### What to produce:
I need all the entries repeated exactly as written.

· · · ·

use serde_json::{Map, Value};

use super::{Contract, FieldType};

impl Contract {
    /// Object-parameter schema for a function/tool definition.
    ///
    /// Fields without a default are `required`; a strict contract forbids
    /// additional properties.
    pub fn to_json_schema(&self) -> Value {
        let mut properties = Map::<String, Value>::new();
        for field in self.fields() {
            let mut property = Map::<String, Value>::new();
            let field_type = field.field_type();
            property.insert(
                "type".to_string(),
                Value::String(field_type.json_schema_type().to_string()),
            );
            if field_type == FieldType::List {
                property.insert("items".to_string(), Value::Object(Map::new()));
            }
            if let Some(default) = field.default.as_ref() {
                property.insert("default".to_string(), default.to_json());
            }
            properties.insert(field.name.clone(), Value::Object(property));
        }

        let required = self
            .required_fields()
            .map(|field| Value::String(field.name.clone()))
            .collect::<Vec<_>>();

        let mut out = Map::<String, Value>::new();
        out.insert("type".to_string(), Value::String("object".to_string()));
        out.insert("properties".to_string(), Value::Object(properties));
        out.insert("required".to_string(), Value::Array(required));
        if self.is_strict() {
            out.insert("additionalProperties".to_string(), Value::Bool(false));
        }
        Value::Object(out)
    }
}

· · · ·

### Solution to the problem:
use serde_json::{Map, Value};

use super::{Contract, FieldType};

impl Contract {
    /// Object-parameter schema for a function/tool definition.
    ///
    /// Fields without a default are `required`; a strict contract forbids
    /// additional properties.
    pub fn to_json_schema(&self) -> Value {
        let mut properties = Map::<String, Value>::new();
        for field in self.fields() {
            let mut property = Map::<String, Value>::new();
            let field_type = field.field_type();
            property.insert(
                "type".to_string(),
                Value::String(field_type.json_schema_type().to_string()),
            );
            if field_type == FieldType::List {
                property.insert("items".to_string(), Value::Object(Map::new()));
            }
            if let Some(default) = field.default.as_ref() {
                property.insert("default".to_string(), default.to_json());
            }
            properties.insert(field.name.clone(), Value::Object(property));
        }

        let required = self
            .required_fields()
            .map(|field| Value::String(field.name.clone()))
            .collect::<Vec<_>>();

        let mut out = Map::<String, Value>::new();
        out.insert("type".to_string(), Value::String("object".to_string()));
        out.insert("properties".to_string(), Value::Object(properties));
        out.insert("required".to_string(), Value::Array(required));
        if self.is_strict() {
            out.insert("additionalProperties".to_string(), Value::Bool(false));
        }
        Value::Object(out)
    }
}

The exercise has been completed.